Standard Euclidean geometry: \(\langle a, b \rangle = \sum_i a_i b_i\).

Equivalent to identity weights. This is the default geometry when none is specified.

inner(a, b)[source]

Compute the inner product \(\langle a, b \rangle_H\) along the last axis.

Parameters:
  • a (ndarray) – Array of shape (..., d).

  • b (ndarray) – Array of shape (..., d), broadcastable with a.

Return type:

ndarray

Returns:

Inner product values of shape (...).

norm(a)[source]

Compute \(\|a\|_H\) along the last axis.

Parameters:

a (ndarray) – Array of shape (..., d).

Return type:

ndarray

Returns:

Norm values of shape (...).

squared_norm(a)[source]

Compute \(\|a\|_H^2\) along the last axis.

Default implementation returns inner(a, a). Override for efficiency if the inner product is expensive.

Return type:

ndarray

Parameters:

a (ndarray)

class geomexp.GeometricExpectileClustering(n_clusters, index_radius=0.5, index_strategy=None, tie_break_rule=None, empty_cluster_rule=None, geometry=None, n_init=10, max_iter=100, tol=1e-07, center_lr=0.1, center_steps=50, random_state=None)[source]

Bases: BaseClusterer

Geometric expectile clustering with directional asymmetry (Algorithm 1).

A Lloyd-type block coordinate descent algorithm that minimises the empirical risk based on the geometric expectile loss:

\[\hat{\mathcal{R}}(\Pi, C, U) = \frac{1}{n} \sum_{k=1}^K \sum_{i=1}^n \ell_{u_k}(X_i - c_k)\,\mathbb{1}_{\{X_i \in C_k\}}, \quad \|u_k\| = r \;\forall k.\]

Each iteration consists of:

  1. Assignment – assign each point to the cluster minimising \(\ell_{u_k}(X_i - c_k)\).

  2. Empty-cluster handling – reinitialise empty clusters, then re-assign.
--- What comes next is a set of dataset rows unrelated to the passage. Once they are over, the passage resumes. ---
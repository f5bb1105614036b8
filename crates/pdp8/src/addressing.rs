//! Effective-address computation shared by the memory-reference opcodes
//! (AND/TAD/ISZ/DCA/JMS/JMP) and EAE mode-B's deferred operand fetch, both
//! of which use the same page-zero/current-page × direct/indirect layout.

use crate::memory::Memory;
use crate::registers::Registers;

/// Resolve the effective address encoded by `addr_word` (an instruction or
/// an EAE mode-B operand word sharing the classic page/indirect/offset
/// layout).
///
/// `direct_field` is the field a *direct*-mode reference resolves in (IF for
/// AND/TAD/ISZ/DCA and EAE operands; IB for JMS/JMP, whose target lands in
/// the field about to be committed, not the current one). `combine_field`
/// is the field an *indirect* pointer's target combines with (DF for
/// AND/TAD/ISZ/DCA operands, IB for JMS/JMP targets). The pointer itself is
/// always fetched from the current IF, regardless of either.
///
/// `fetch_pc` is the address the word containing `addr_word` was fetched
/// from (needed for current-page addressing; it is *not* the post-increment
/// PC).
pub fn effective_address(
    regs: &Registers,
    mem: &mut Memory,
    addr_word: u16,
    fetch_pc: u16,
    direct_field: u16,
    combine_field: u16,
) -> u32 {
    let current_page = addr_word & 0o0200 != 0;
    let indirect = addr_word & 0o0400 != 0;
    let offset = addr_word & 0o0177;

    let direct_offset = if current_page {
        (fetch_pc & 0o7600) | offset
    } else {
        offset
    };

    if !indirect {
        return u32::from(direct_field) + u32::from(direct_offset);
    }

    let pointer = mem.read_indirect(u32::from(regs.if_), direct_offset);
    u32::from(combine_field) + u32::from(pointer)
}
#[cfg(test)]
mod tests {
    use super::*;

    fn cpu() -> Cpu {
        Cpu::new(Config::new()).unwrap()
    }

    #[test]
    fn cla_cll_iac_ral_matches_documented_scenario() {
        let mut cpu = cpu();
        cpu.regs.ac = 7;
        cpu.regs.l = true;
        cpu.opr_group1(0o7305, 0); // CLA CLL IAC RAL
        assert_eq!(cpu.regs.ac, 2);
        assert!(!cpu.regs.l);
    }

    #[test]
    fn tad_is_l_accurate() {
        let mut cpu = cpu();
        cpu.regs.l = false;
        cpu.regs.ac = 0o7777;
        cpu.mem.write(0o0100, 1);
        cpu.regs.pc = 0;
        cpu.mem.write(0, 0o1100); // TAD page-zero 0100
        let ir = cpu.mem.read(0);
        cpu.regs.pc = 1;
        cpu.execute(ir, 0);
        assert!(cpu.regs.l);
        assert_eq!(cpu.regs.ac, 0);
    }

    #[test]
    fn isz_of_07777_yields_zero_and_skips() {
        let mut cpu = cpu();
        cpu.mem.write(0o0100, 0o7777);
        let ir = 0o2100; // ISZ page-zero 0100
        cpu.regs.pc = 1;
        cpu.execute(ir, 0);
        assert_eq!(cpu.mem.read(0o0100), 0);
        assert_eq!(cpu.regs.pc, 2);
    }

    #[test]
    fn isz_of_07776_does_not_skip() {
        let mut cpu = cpu();
        cpu.mem.write(0o0100, 0o7776);
        let ir = 0o2100;
        cpu.regs.pc = 1;
        cpu.execute(ir, 0);
        assert_eq!(cpu.mem.read(0o0100), 0o7777);
        assert_eq!(cpu.regs.pc, 1);
    }

    #[test]
    fn indirect_autoincrement_through_page_zero() {
        let mut cpu = cpu();
        cpu.mem.write(0o0010, 0o3777);
        let ir = 0o1410; // TAD indirect page-zero 0010
        cpu.regs.pc = 1;
        cpu.regs.ac = 0;
        cpu.mem.write(0o4000, 0o0055);
        cpu.execute(ir, 0);
        assert_eq!(cpu.regs.ac, 0o0055);
        assert_eq!(cpu.mem.read(0o0010), 0o4000);
    }

    #[test]
    fn jmp_star_with_ion_off_is_fatal_loop() {
        let mut cpu = cpu();
        cpu.regs.pc = 0o0200;
        cpu.mem.write(0o0200, 0o5200); // JMP . (current-page, offset 0: self)
        let ir = cpu.mem.read(0o0200);
        cpu.regs.pc = 0o0201;
        let outcome = cpu.execute(ir, 0o0200);
        assert!(matches!(outcome, Some(StepOutcome::Halt(HaltReason::Loop))));
    }

    #[test]
    fn eae_mode_switch_round_trip_leaves_emode_and_gtf_clear() {
        let mut cpu = cpu();
        cpu.regs.emode = false;
        cpu.regs.gtf = true;
        cpu.opr_group3(0o7431);
        assert!(cpu.regs.emode);
        cpu.opr_group3(0o7447);
        assert!(!cpu.regs.emode);
        assert!(!cpu.regs.gtf);
    }

    #[test]
    fn interrupt_entry_matches_documented_scenario() {
        let mut cpu = cpu();
        cpu.int_req.enable_ion();
        cpu.int_req.tick_ion_delay();
        cpu.regs.df = field_value(3);
        cpu.regs.if_ = field_value(2);
        cpu.regs.uf = true;
        cpu.regs.pc = 0o1234;
        cpu.int_req.set_device_request(1, true);

        assert!(cpu.int_req.fires());
        cpu.enter_interrupt();

        assert_eq!(cpu.mem.read(0), 0o1234);
        assert_eq!(cpu.regs.sf, 0o123);
        assert_eq!(field_index(cpu.regs.if_), 0);
        assert_eq!(field_index(cpu.regs.df), 0);
        assert!(!cpu.regs.uf);
        assert!(!cpu.regs.ub);
        assert_eq!(cpu.regs.pc, 1);
    }
}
  3. Centroid update – for each cluster, minimise the cluster-wise risk over \(c\) via gradient descent.

  4. Index update – update \(U\) via the chosen IndexStrategy.

Setting \(r = 0\) recovers standard K-means.

Parameters:
n_clusters

Number of clusters.

index_radius

Radius constraint \(r \in [0, 1)\).

index_strategy

Strategy for index vector selection.

tie_break_rule

Rule for breaking ties in assignment.

empty_cluster_rule

Policy for handling empty clusters.

n_init

Number of random restarts (best result is kept).

max_iter

Maximum number of outer iterations.

tol

Convergence tolerance on objective change.

center_lr

Learning rate for gradient descent on centers.

center_steps

Number of gradient steps per centroid update.

random_state

Random seed.

Example

>>> import numpy as np
>>> X = np.random.randn(100, 2)
>>> model = GeometricExpectileClustering(n_clusters=3, index_radius=0.5)
>>> result = model.fit(X)
>>> print(result.metadata["indices"].shape)
(3, 2)
fit(X)[source]

Fit geometric expectile clustering with multiple random restarts.
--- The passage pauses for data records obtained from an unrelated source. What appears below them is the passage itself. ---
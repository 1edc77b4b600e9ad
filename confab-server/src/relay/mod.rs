mod relay;
mod relay_event;

pub use relay::*;
pub use relay_event::*;
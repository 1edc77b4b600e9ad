mod peer_link;

pub use peer_link::*;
Runs n_init independent trials with different random seeds and returns the result with the lowest objective.

Parameters:

X (ndarray) – Data array of shape (n_samples, n_features).

Return type:

ClusterResult

Returns:

ClusterResult from the best restart.

class geomexp.GlobalIndexStrategy(direction, geometry=None)[source]

Bases: IndexStrategy

Fixed single global index vector shared by all clusters.

Sets \(u_1 = \cdots = u_K = u\) for a given direction \(u\). Appropriate when a meaningful asymmetry direction is known a priori; one implicitly assumes a common anisotropy mechanism across clusters.

The provided direction is normalised to have Hilbert norm equal to \(r\).

Parameters:
initialize(n_clusters, n_features, index_radius, rng)[source]

Create initial index vectors.

Parameters:
  • n_clusters (int) – Number of clusters.

  • n_features (int) – Dimensionality of the data.

  • index_radius (float) – Radius constraint \(r\) with \(\|u_k\|_H = r\).

  • rng (RandomState) – Random state for stochastic initialization.

Return type:

ndarray

Returns:

Array of shape (n_clusters, n_features).

update(X, assignments, centers, indices, index_radius)[source]

Update index vectors given the current clustering state.

Parameters:
  • X (ndarray) – Data array of shape (n_samples, n_features).

  • assignments (ndarray) – Cluster assignments of shape (n_samples,).

  • centers (ndarray) – Cluster centers of shape (n_clusters, n_features).

  • indices (ndarray) – Current index vectors of shape (n_clusters, n_features).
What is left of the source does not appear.